Xi Jinping’s Power Play
China’s communist party officials are jockeying for position in the months before the next party congress in Beijing this October or November. Many of the Asian nation’s decision makers will learn their fates at the upcoming convention, the 19th such meeting since the inaugural event in 1921. Some will see their fortunes rise; others will find themselves out of jobs.
Traditionally, the party has used its congress as the occasion for selecting its next generation of leaders and for dispatching its old guard. But this time, the party, led by the man at the top, Xi Jinping, shows signs of breaking with tradition. Xi Jinping, China’s current president, wants to be its next, too.
19th Party Congress
If Xi Jinping were to follow the precedent established by his predecessors, he would use the party congress at the end of his first 5-year term in office, in the fall of 2017, to reveal his successor. Then he would complete his second five-year term, in the fall of 2022, and make way for the next ruler of China. But after rising to the top of the nation’s power structure in 2012, Xi Jinping shows no signs of stepping down at the end of his prescribed 10-year rule.
Analysts believe Xi Jinping will use a series of meetings leading up to the upcoming 19th Party Congress to win over the allies he needs to extend his rule. Observers point to the fact that Xi Jinping is not grooming a successor. They point, at the same time, to his strategic moves of the past year and his ambitious plans for the new one.
In recent months, Xi Jinping has purged rivals in the name of corruption and taken control of China’s armed forces. In the coming months, he intends to colonize islands in the South China Sea and use his new Asian Infrastructure Investment Bank to lead development initiatives around the world.
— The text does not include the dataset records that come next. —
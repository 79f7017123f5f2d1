//! Cloud purification: collapsing near-duplicate points.
//!
//! Points closer together than a linear tolerance collapse to a single
//! representative. A uniform spatial hash keyed by coordinate cells keeps
//! the scan at amortized O(1) lookups per point instead of an all-pairs
//! sweep.

use std::borrow::Cow;
use std::collections::HashMap;

use khull_math::Point2;

use crate::cloud::{CloudPoint, PointCloud};

/// Uniform grid mapping coordinate cells to the indices of the points
/// falling inside them.
struct CellFilter {
    cell_size: f64,
    cells: HashMap<(i64, i64), Vec<usize>>,
}

impl CellFilter {
    fn new(cell_size: f64) -> Self {
        Self {
            cell_size,
            cells: HashMap::new(),
        }
    }

    fn cell_of(&self, p: &Point2) -> (i64, i64) {
        (
            (p.x / self.cell_size).floor() as i64,
            (p.y / self.cell_size).floor() as i64,
        )
    }

    fn insert(&mut self, index: usize, p: &Point2) {
        let cell = self.cell_of(p);
        self.cells.entry(cell).or_default().push(index);
    }

    /// Collect the indices held by every cell overlapping `[min, max]`.
    fn query_box(&self, min: &Point2, max: &Point2, out: &mut Vec<usize>) {
        let (x0, y0) = self.cell_of(min);
        let (x1, y1) = self.cell_of(max);
        for ix in x0..=x1 {
            for iy in y0..=y1 {
                if let Some(bucket) = self.cells.get(&(ix, iy)) {
                    out.extend_from_slice(bucket);
                }
            }
        }
    }
}

/// Remove near-duplicate points from `cloud`.
///
/// Two points coincide when their Euclidean distance is below `tol`. Seeds
/// are processed in index order; each seed absorbs every point within `tol`
/// of it, and absorbed points never seed a cluster of their own. Survivors
/// keep their order of first encounter.
///
/// When nothing gets purged the input cloud is returned as-is; callers
/// must not assume a fresh allocation. A tolerance larger than the cloud
/// extent collapses everything onto the first point.
pub fn purify(cloud: &PointCloud, tol: f64) -> Cow<'_, PointCloud> {
    if cloud.is_empty() || tol <= 0.0 {
        return Cow::Borrowed(cloud);
    }

    let mut filter = CellFilter::new(tol);
    for (idx, p) in cloud.iter().enumerate() {
        filter.insert(idx, &p.coord);
    }

    let n = cloud.len();
    let mut absorbed = vec![false; n];
    let mut candidates = Vec::new();

    for seed in 0..n {
        if absorbed[seed] {
            continue;
        }
        let s = cloud.get(seed).coord;
        let min = Point2::new(s.x - tol, s.y - tol);
        let max = Point2::new(s.x + tol, s.y + tol);

        candidates.clear();
        filter.query_box(&min, &max, &mut candidates);

        for &idx in &candidates {
            if idx == seed || absorbed[idx] {
                continue;
            }
            if (cloud.get(idx).coord - s).norm() < tol {
                absorbed[idx] = true;
            }
        }
    }

    if !absorbed.iter().any(|&a| a) {
        return Cow::Borrowed(cloud);
    }

    let mut result = PointCloud::new();
    for (idx, p) in cloud.iter().enumerate() {
        if !absorbed[idx] {
            result.push(CloudPoint::new(p.coord));
        }
    }
    Cow::Owned(result)
}

#[cfg(test)]
mod tests {
    use super::*;

    #[test]
    fn test_duplicate_removed() {
        let cloud = PointCloud::from_points(&[
            Point2::new(0.0, 0.0),
            Point2::new(0.0, 0.0),
            Point2::new(1.0, 0.0),
            Point2::new(0.0, 1.0),
        ]);
        let purified = purify(&cloud, 1e-7);
        assert_eq!(purified.len(), 3);
        assert_eq!(purified.get(0).coord, Point2::new(0.0, 0.0));
        assert_eq!(purified.get(1).coord, Point2::new(1.0, 0.0));
        assert_eq!(purified.get(2).coord, Point2::new(0.0, 1.0));
    }

    #[test]
    fn test_no_purge_aliases_input() {
        let cloud = PointCloud::from_points(&[
            Point2::new(0.0, 0.0),
            Point2::new(1.0, 0.0),
            Point2::new(0.0, 1.0),
        ]);
        assert!(matches!(purify(&cloud, 1e-7), Cow::Borrowed(_)));
    }

    #[test]
    fn test_idempotent() {
        let cloud = PointCloud::from_points(&[
            Point2::new(0.0, 0.0),
            Point2::new(1e-9, 0.0),
            Point2::new(5.0, 5.0),
            Point2::new(5.0, 5.0 + 1e-9),
            Point2::new(9.0, 1.0),
        ]);
        let once = purify(&cloud, 1e-7).into_owned();
        assert_eq!(once.len(), 3);
        let twice = purify(&once, 1e-7);
        assert!(matches!(twice, Cow::Borrowed(_)));
        assert_eq!(twice.len(), 3);
    }

    #[test]
    fn test_containment_both_ways() {
        let tol = 0.5;
        let cloud = PointCloud::from_points(&[
            Point2::new(0.0, 0.0),
            Point2::new(0.1, 0.1),
            Point2::new(3.0, 0.0),
            Point2::new(3.2, 0.0),
            Point2::new(0.0, 4.0),
        ]);
        let purified = purify(&cloud, tol);

        // Every survivor is an original point.
        for kept in purified.coords() {
            assert!(cloud.coords().any(|orig| orig == kept));
        }
        // Every original point has a representative within tolerance.
        for orig in cloud.coords() {
            assert!(purified.coords().any(|kept| (orig - kept).norm() < tol));
        }
    }

    #[test]
    fn test_huge_tolerance_collapses_to_first_point() {
        let cloud = PointCloud::from_points(&[
            Point2::new(0.5, 0.5),
            Point2::new(1.0, 0.0),
            Point2::new(0.0, 1.0),
            Point2::new(1.0, 1.0),
        ]);
        let purified = purify(&cloud, 1e3);
        assert_eq!(purified.len(), 1);
        assert_eq!(purified.get(0).coord, Point2::new(0.5, 0.5));
    }

    #[test]
    fn test_zero_tolerance_is_noop() {
        let cloud = PointCloud::from_points(&[
            Point2::new(0.0, 0.0),
            Point2::new(0.0, 0.0),
        ]);
        let purified = purify(&cloud, 0.0);
        assert!(matches!(purified, Cow::Borrowed(_)));
        assert_eq!(purified.len(), 2);
    }

    #[test]
    fn test_cluster_keeps_first_seed() {
        // A transitive chain: b is within tol of a, c within tol of b but
        // not of a. The seed absorbs b only; c survives as its own seed.
        let cloud = PointCloud::from_points(&[
            Point2::new(0.0, 0.0),
            Point2::new(0.9, 0.0),
            Point2::new(1.8, 0.0),
        ]);
        let purified = purify(&cloud, 1.0);
        assert_eq!(purified.len(), 2);
        assert_eq!(purified.get(0).coord, Point2::new(0.0, 0.0));
        assert_eq!(purified.get(1).coord, Point2::new(1.8, 0.0));
    }
}
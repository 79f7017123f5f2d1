#![warn(missing_docs)]

//! Math types for the khull concave hull kernel.
//!
//! Thin wrappers around nalgebra providing domain-specific types
//! for 2D point-cloud geometry: points, vectors, angles, and
//! tolerance constants.

use nalgebra::Vector2;

/// A point in the cloud plane.
pub type Point2 = nalgebra::Point2<f64>;

/// A vector in the cloud plane.
pub type Vec2 = Vector2<f64>;

/// Coordinate resolution for point-identity tests.
///
/// Two coordinates closer than this are the same coordinate. Purification
/// keeps distinct points at least a linear tolerance apart, so identity
/// tests at this resolution never confuse true neighbors.
pub const RESOLUTION: f64 = 1e-8;

/// Signed angle from `a` to `b` in radians.
///
/// Counterclockwise rotation is positive; the result lies in (-PI, PI].
pub fn signed_angle(a: &Vec2, b: &Vec2) -> f64 {
    let cross = a.x * b.y - a.y * b.x;
    let dot = a.x * b.x + a.y * b.y;
    cross.atan2(dot)
}

/// Tolerance constants for geometric comparisons.
#[derive(Debug, Clone, Copy)]
pub struct Tolerance {
    /// Linear distance tolerance.
    pub linear: f64,
    /// Angular tolerance in radians.
    pub angular: f64,
}

impl Tolerance {
    /// Default tolerances (1e-7 linear, 1e-9 rad angular).
    pub const DEFAULT: Self = Self {
        linear: 1e-7,
        angular: 1e-9,
    };

    /// Check if two points are coincident within tolerance.
    pub fn points_equal(&self, a: &Point2, b: &Point2) -> bool {
        (a - b).norm() < self.linear
    }

    /// Check if a scalar distance is effectively zero.
    pub fn is_zero(&self, d: f64) -> bool {
        d.abs() < self.linear
    }
}

impl Default for Tolerance {
    fn default() -> Self {
        Self::DEFAULT
    }
}

#[cfg(test)]
mod tests {
    use super::*;
    use approx::assert_relative_eq;
    use std::f64::consts::{FRAC_PI_2, PI};

    #[test]
    fn test_signed_angle_quadrants() {
        let x = Vec2::x();
        let y = Vec2::y();
        assert_relative_eq!(signed_angle(&x, &y), FRAC_PI_2);
        assert_relative_eq!(signed_angle(&y, &x), -FRAC_PI_2);
        assert_relative_eq!(signed_angle(&x, &-x), PI);
        assert_relative_eq!(signed_angle(&x, &x), 0.0);
    }

    #[test]
    fn test_signed_angle_scale_invariant() {
        let a = Vec2::new(3.0, 1.0);
        let b = Vec2::new(-1.0, 2.0);
        assert_relative_eq!(
            signed_angle(&a, &b),
            signed_angle(&(a * 10.0), &(b * 0.25)),
            epsilon = 1e-12
        );
    }

    #[test]
    fn test_tolerance_points_equal() {
        let tol = Tolerance::DEFAULT;
        let a = Point2::new(1.0, 2.0);
        let b = Point2::new(1.0 + 1e-8, 2.0);
        assert!(tol.points_equal(&a, &b));
        let c = Point2::new(1.001, 2.0);
        assert!(!tol.points_equal(&a, &c));
    }

    #[test]
    fn test_resolution_below_default_linear() {
        assert!(RESOLUTION < Tolerance::DEFAULT.linear);
    }
}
But, most important, Xi Jinping wants more power, say China watchers, so that he can ensure his policies are implemented at a critical stage of economic development for the country. China’s economy is cooling down, after growing at a rapid pace for many years. The growth rate today will continue a steady decline, according to the Chinese Academy of Social Sciences, dropping from 6.8 percent in 2015 to 6.7 percent in 2016 to 6.5 percent in 2017, its lowest level in more than 25 years.
Xi Jinping no longer wants to share power with other top communist party officials, such as Li Keqiang, China’s second most powerful leader, who has his own ideas for meeting the nation’s most pressing economic challenge. A debt crisis, caused by the massive amounts of loans used by the communist party to fuel the construction of the bridges, highways, and apartment buildings at the heart of China’s meteoric rise, now threatens to cripple many Chinese corporations.
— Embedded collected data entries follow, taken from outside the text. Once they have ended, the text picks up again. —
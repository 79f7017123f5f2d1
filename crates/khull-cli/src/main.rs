//! khull CLI - concave hull reconstruction for 2D point files.
//!
//! Reads point clouds from plain `x y` text or JSON arrays, reconstructs
//! the enclosing concave hull, and writes the polygon back out.

use std::path::{Path, PathBuf};

use anyhow::{Context, Result};
use clap::{Parser, Subcommand};
use khull::{concave_hull, HullSettings};
use khull_cloud::{purify, PointCloud};
use khull_math::{Point2, Tolerance};

mod io;

#[derive(Parser)]
#[command(name = "khull")]
#[command(about = "K-nearest-neighbors concave hull reconstruction", long_about = None)]
struct Cli {
    #[command(subcommand)]
    command: Commands,
}

#[derive(Subcommand)]
enum Commands {
    /// Reconstruct the concave hull of a point file
    Hull {
        /// Input point file (`x y` lines or a JSON array of [x, y] pairs)
        input: PathBuf,
        /// Output file (stdout when omitted)
        #[arg(short, long)]
        output: Option<PathBuf>,
        /// Number of nearest neighbors to consult at each step
        #[arg(short = 'k', long, default_value_t = 5)]
        neighbors: usize,
        /// Linear tolerance for collapsing coincident points
        #[arg(long, default_value_t = Tolerance::DEFAULT.linear)]
        tolerance: f64,
        /// Iteration ceiling (0 = unlimited)
        #[arg(long, default_value_t = 0)]
        max_iterations: usize,
        /// Emit a JSON array instead of plain `x y` lines
        #[arg(long)]
        json: bool,
    },
    /// Remove near-duplicate points from a point file
    Purify {
        /// Input point file
        input: PathBuf,
        /// Output file (stdout when omitted)
        #[arg(short, long)]
        output: Option<PathBuf>,
        /// Linear tolerance below which points coincide
        #[arg(long, default_value_t = Tolerance::DEFAULT.linear)]
        tolerance: f64,
        /// Emit a JSON array instead of plain `x y` lines
        #[arg(long)]
        json: bool,
    },
    /// Display information about a point file
    Info {
        /// Input point file
        input: PathBuf,
    },
}

fn main() -> Result<()> {
    use tracing_subscriber::{layer::SubscriberExt, util::SubscriberInitExt};

    tracing_subscriber::registry()
        .with(
            tracing_subscriber::EnvFilter::try_from_default_env()
                .unwrap_or_else(|_| "khull=warn".into()),
        )
        .with(tracing_subscriber::fmt::layer())
        .init();

    let cli = Cli::parse();

    match cli.command {
        Commands::Hull {
            input,
            output,
            neighbors,
            tolerance,
            max_iterations,
            json,
        } => {
            let points = read_points(&input)?;
            let cloud = PointCloud::from_points(&points);
            let settings = HullSettings {
                neighbors,
                tolerance,
                max_iterations,
            };
            let hull = concave_hull(&cloud, &settings)
                .with_context(|| format!("hull reconstruction failed for {}", input.display()))?;
            let text = if json {
                io::format_json(&hull.points)?
            } else {
                io::format_xy(&hull.points)
            };
            write_output(output.as_deref(), &text)?;
        }
        Commands::Purify {
            input,
            output,
            tolerance,
            json,
        } => {
            let points = read_points(&input)?;
            let cloud = PointCloud::from_points(&points);
            let purified = purify(&cloud, tolerance);
            let coords: Vec<Point2> = purified.coords().copied().collect();
            let text = if json {
                io::format_json(&coords)?
            } else {
                io::format_xy(&coords)
            };
            write_output(output.as_deref(), &text)?;
        }
        Commands::Info { input } => {
            let points = read_points(&input)?;
            let cloud = PointCloud::from_points(&points);
            println!("points: {}", cloud.len());
            match cloud.bounds() {
                Some(b) => {
                    println!("bounds: [{}, {}] x [{}, {}]", b.min.x, b.max.x, b.min.y, b.max.y);
                    println!("extent: {} x {}", b.width(), b.height());
                }
                None => println!("bounds: none"),
            }
        }
    }

    Ok(())
}

fn read_points(path: &Path) -> Result<Vec<Point2>> {
    let text = std::fs::read_to_string(path)
        .with_context(|| format!("reading {}", path.display()))?;
    io::parse_points(&text)
}

fn write_output(path: Option<&Path>, text: &str) -> Result<()> {
    match path {
        Some(p) => {
            std::fs::write(p, text).with_context(|| format!("writing {}", p.display()))?
        }
        None => print!("{text}"),
    }
    Ok(())
}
“China faces business defaults and bankruptcies, low industrial profits, winnowing returns on investment, and the very real prospect of yet another slowdown in the real estate sector,” according to John Minnich, lead analyst at U.S. intelligence firm Stratfor. “How well [Xi Jinping] manages these problems in the months ahead will determine China’s economic, social, and political stability for years to come.”
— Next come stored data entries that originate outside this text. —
//! Embedding provider trait.

use crate::types::Result;
use async_trait::async_trait;

/// Embedding provider trait.
#[async_trait]
pub trait EmbeddingProvider: Send + Sync {
    /// Generate embedding for a single text.
    ///
    /// # Arguments
    ///
    /// * `text` - Input text
    ///
    /// # Returns
    ///
    /// Embedding vector
    ///
    /// # Errors
    ///
    /// Returns `SearchError::Embedding` if generation fails
    async fn embed(&self, text: &str) -> Result<Vec<f32>>;

    /// Generate embeddings for a batch of texts.
    ///
    /// # Arguments
    ///
    /// * `texts` - Input texts
    ///
    /// # Returns
    ///
    /// Embedding vectors, in input order
    ///
    /// # Errors
    ///
    /// Returns `SearchError::Embedding` if generation fails
    async fn embed_batch(&self, texts: &[String]) -> Result<Vec<Vec<f32>>>;

    /// Get embedding dimensionality of the underlying model.
    fn dimensions(&self) -> usize;
}
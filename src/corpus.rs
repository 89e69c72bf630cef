//! The fixed demo corpus: three movie plots and a query about space travel.

use serde_json::{json, Value};

/// One corpus entry: vector key, metadata id, plot text, genre label.
#[derive(Debug, Clone, Copy)]
pub struct CorpusEntry {
    /// Key of the vector in the index.
    pub key: &'static str,
    /// Metadata identifier.
    pub id: &'static str,
    /// Plot text submitted to the embedding model.
    pub text: &'static str,
    /// Genre label used for exact-match filtering.
    pub genre: &'static str,
}

/// The texts to convert to embeddings.
pub const ENTRIES: [CorpusEntry; 3] = [
    CorpusEntry {
        key: "v1",
        id: "key1",
        text: "Star Wars: A farm boy joins rebels to fight an evil empire in space",
        genre: "scifi",
    },
    CorpusEntry {
        key: "v2",
        id: "key2",
        text: "Jurassic Park: Scientists create dinosaurs in a theme park that goes wrong",
        genre: "scifi",
    },
    CorpusEntry {
        key: "v3",
        id: "key3",
        text: "Finding Nemo: A father fish searches the ocean to find his lost son",
        genre: "family",
    },
];

/// The query text embedded for the similarity search.
pub const QUERY_TEXT: &str = "List the movies about adventures in space";

/// Default genre filter applied to the query.
pub const DEFAULT_GENRE: &str = "scifi";

impl CorpusEntry {
    /// Metadata object stored with this entry's vector.
    pub fn metadata(&self) -> Value {
        json!({
            "id": self.id,
            "source_text": self.text,
            "genre": self.genre,
        })
    }
}
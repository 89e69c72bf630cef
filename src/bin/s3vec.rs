//! Semantic movie search demo CLI.
//!
//! Embeds three movie plots with Bedrock Titan, stores them in an S3 Vectors
//! index, and runs a filtered top-K similarity query against it.

use clap::Parser;
use s3vec::config::{self, SearchConfig};
use s3vec::corpus;
use s3vec::demo::{self, DemoOptions};
use s3vec::embeddings::TitanEmbedder;
use s3vec::store::S3VectorStore;
use tracing_subscriber::EnvFilter;

/// Semantic movie search demo over Bedrock Titan embeddings and S3 Vectors
#[derive(Parser)]
#[command(name = "s3vec")]
#[command(about = "Semantic movie search demo over Bedrock Titan embeddings and S3 Vectors", long_about = None)]
#[command(version)]
struct Cli {
    /// Vector bucket name (falls back to S3_VECTOR_BUCKET)
    #[arg(long)]
    bucket: Option<String>,

    /// Vector index name (falls back to S3_VECTOR_INDEX)
    #[arg(long)]
    index: Option<String>,

    /// AWS region for the Bedrock and S3 Vectors clients
    #[arg(long, env = "AWS_REGION", default_value = config::DEFAULT_REGION)]
    region: String,

    /// Bedrock embedding model id
    #[arg(long, env = "BEDROCK_EMBED_MODEL", default_value = config::DEFAULT_MODEL_ID)]
    model_id: String,

    /// Number of nearest neighbors to return
    #[arg(long, default_value = "3")]
    top_k: usize,

    /// Exact-match genre filter for the query
    #[arg(long, default_value = corpus::DEFAULT_GENRE)]
    genre: String,

    /// Query the whole index without a metadata filter
    #[arg(long)]
    no_filter: bool,
}

fn print_usage() {
    println!("Usage: s3vec --bucket <bucket_name> --index <index_name>");
    println!("Or set the S3_VECTOR_BUCKET and S3_VECTOR_INDEX environment variables.");
}

#[tokio::main]
async fn main() -> anyhow::Result<()> {
    tracing_subscriber::fmt()
        .with_env_filter(EnvFilter::from_default_env())
        .init();

    let cli = Cli::parse();

    // Resolve required config before touching any AWS client
    let config = match SearchConfig::resolve(cli.bucket, cli.index) {
        Ok(config) => config,
        Err(err) => {
            println!("Error: {}", err);
            print_usage();
            std::process::exit(1);
        }
    };

    let aws_config = aws_config::from_env()
        .region(aws_config::Region::new(cli.region))
        .load()
        .await;

    let embedder = TitanEmbedder::new(
        aws_sdk_bedrockruntime::Client::new(&aws_config),
        cli.model_id,
    );
    let store = S3VectorStore::new(
        aws_sdk_s3vectors::Client::new(&aws_config),
        config.bucket,
        config.index,
    );

    let options = DemoOptions {
        top_k: cli.top_k,
        genre: if cli.no_filter { None } else { Some(cli.genre) },
    };

    let matches = demo::run(&embedder, &store, &options).await?;

    println!("Query: {}", corpus::QUERY_TEXT);
    println!("✓ {} matches", matches.len());
    for matched in &matches {
        match matched.distance {
            Some(distance) => println!("  {} (distance: {:.4})", matched.key, distance),
            None => println!("  {}", matched.key),
        }
        if let Some(metadata) = &matched.metadata {
            println!("    {}", serde_json::to_string(metadata)?);
        }
    }

    Ok(())
}
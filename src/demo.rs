//! End-to-end demo pipeline: embed the corpus, store it, run one query.
//!
//! Fully sequential; each service call blocks until it completes or fails.
//! Errors propagate to the caller untouched.

use crate::corpus;
use crate::embeddings::EmbeddingProvider;
use crate::store::VectorStore;
use crate::types::{QueryMatch, Result, VectorQuery, VectorRecord};
use serde_json::json;
use tracing::info;

/// Options for the demo run.
#[derive(Debug, Clone)]
pub struct DemoOptions {
    /// Number of nearest neighbors to request.
    pub top_k: usize,
    /// Exact-match genre filter; `None` queries the whole index.
    pub genre: Option<String>,
}

impl Default for DemoOptions {
    fn default() -> Self {
        Self {
            top_k: 3,
            genre: Some(corpus::DEFAULT_GENRE.to_string()),
        }
    }
}

/// Embed the fixed corpus and store all records in one call.
///
/// Prints each text with its embedding dimension and first five elements.
pub async fn seed_corpus(
    embedder: &dyn EmbeddingProvider,
    store: &dyn VectorStore,
) -> Result<()> {
    let mut records = Vec::with_capacity(corpus::ENTRIES.len());

    for (i, entry) in corpus::ENTRIES.iter().enumerate() {
        let embedding = embedder.embed(entry.text).await?;

        println!("Text {}: {}", i + 1, entry.text);
        println!("Embedding dimension: {}", embedding.len());
        println!(
            "First 5 elements: {:?}",
            &embedding[..embedding.len().min(5)]
        );
        println!();

        records.push(VectorRecord {
            key: entry.key.to_string(),
            embedding,
            metadata: entry.metadata(),
        });
    }

    store.put(records).await?;
    info!(count = corpus::ENTRIES.len(), "stored corpus vectors");

    Ok(())
}

/// Embed the fixed query text and run a top-K similarity search.
///
/// The result set is returned exactly as the store produced it; no local
/// re-ranking or filtering.
pub async fn search(
    embedder: &dyn EmbeddingProvider,
    store: &dyn VectorStore,
    options: &DemoOptions,
) -> Result<Vec<QueryMatch>> {
    let embedding = embedder.embed(corpus::QUERY_TEXT).await?;

    let filter = options.genre.as_ref().map(|genre| json!({ "genre": genre }));

    store
        .query(VectorQuery {
            embedding,
            top_k: options.top_k,
            filter,
        })
        .await
}

/// Run the full demo: seed the corpus, then search it.
pub async fn run(
    embedder: &dyn EmbeddingProvider,
    store: &dyn VectorStore,
    options: &DemoOptions,
) -> Result<Vec<QueryMatch>> {
    seed_corpus(embedder, store).await?;
    search(embedder, store, options).await
}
In his bid to turn back the tide of China’s deteriorating economy while dominating its politics beyond his prescribed term, Xi Jinping will have to meet new challenges not only from a rival such as Li Keqiang inside China but also from leaders outside it. “Xi Jinping will be extremely sensitive to external challenges to his nation’s interests at a time when all eyes are on his leadership,” according to Ian Bremmer, head of U.S. political risk consultancy Eurasia Group. “The Chinese president will be more likely [now] than ever before to respond forcefully to foreign policy challenges.”
China watchers like Bremmer point to, specifically, the possibility that Xi Jinping will clash with Donald Trump, the new president of the United States. Already Xi Jinping has warned he may take revenge for a series of recent actions by Trump, who has promised tougher policies toward China since winning the U.S. presidential election in November of 2016.
But Xi Jinping may have less to fear from the U.S. president than he has from the U.S. dollar. While he can hope to control the outcomes of Donald Trump’s outbursts with his own displays of force, he has little hope of controlling the effects of the American currency on the Chinese economy.
In the coming weeks, the most serious challenge to Xi Jinping’s power play may come from the U.S. dollar as it continues its rise against the Chinese currency, renminbi, also known by its unit name, yuan. The fall of the yuan has raised the alarm for many people across China; growing numbers of them are moving their assets out of the country. In one month alone, December of 2016, corporations and individuals moved $82 billion out of China, according to analysts, who see no end to the capital outflows. If Xi Jinping can’t stop the bleeding, China’s communist party will find someone who can.